**SOURCE DATA**
//! Output formatting for CLI.

mod json;
mod text;

pub use json::JsonFormatter;
pub use text::TextFormatter;

use anyhow::Result;
use serde::Serialize;

use crate::{Cli, OutputFormat};

/// Prints `data` as JSON or through the text renderer.
pub fn emit<T, F>(cli: &Cli, data: &T, render: F) -> Result<()>
where
    T: Serialize + ?Sized,
    F: FnOnce(&TextFormatter) -> String,
{
    match cli.format {
        OutputFormat::Text => println!("{}", render(&TextFormatter::new(!cli.no_color))),
        OutputFormat::Json => println!("{}", JsonFormatter::new(cli.pretty).format(data)?),
    }
    Ok(())
}

#[cfg(test)]
mod tests;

**PROBLEM TO SOLVE**
Print the listing once more, exactly as it stands above.

**SOLUTION TO THE PROBLEM**
//! Output formatting for CLI.

mod json;
mod text;

pub use json::JsonFormatter;
pub use text::TextFormatter;

use anyhow::Result;
use serde::Serialize;

use crate::{Cli, OutputFormat};

/// Prints `data` as JSON or through the text renderer.
pub fn emit<T, F>(cli: &Cli, data: &T, render: F) -> Result<()>
where
    T: Serialize + ?Sized,
    F: FnOnce(&TextFormatter) -> String,
{
    match cli.format {
        OutputFormat::Text => println!("{}", render(&TextFormatter::new(!cli.no_color))),
        OutputFormat::Json => println!("{}", JsonFormatter::new(cli.pretty).format(data)?),
    }
    Ok(())
}

#[cfg(test)]
mod tests;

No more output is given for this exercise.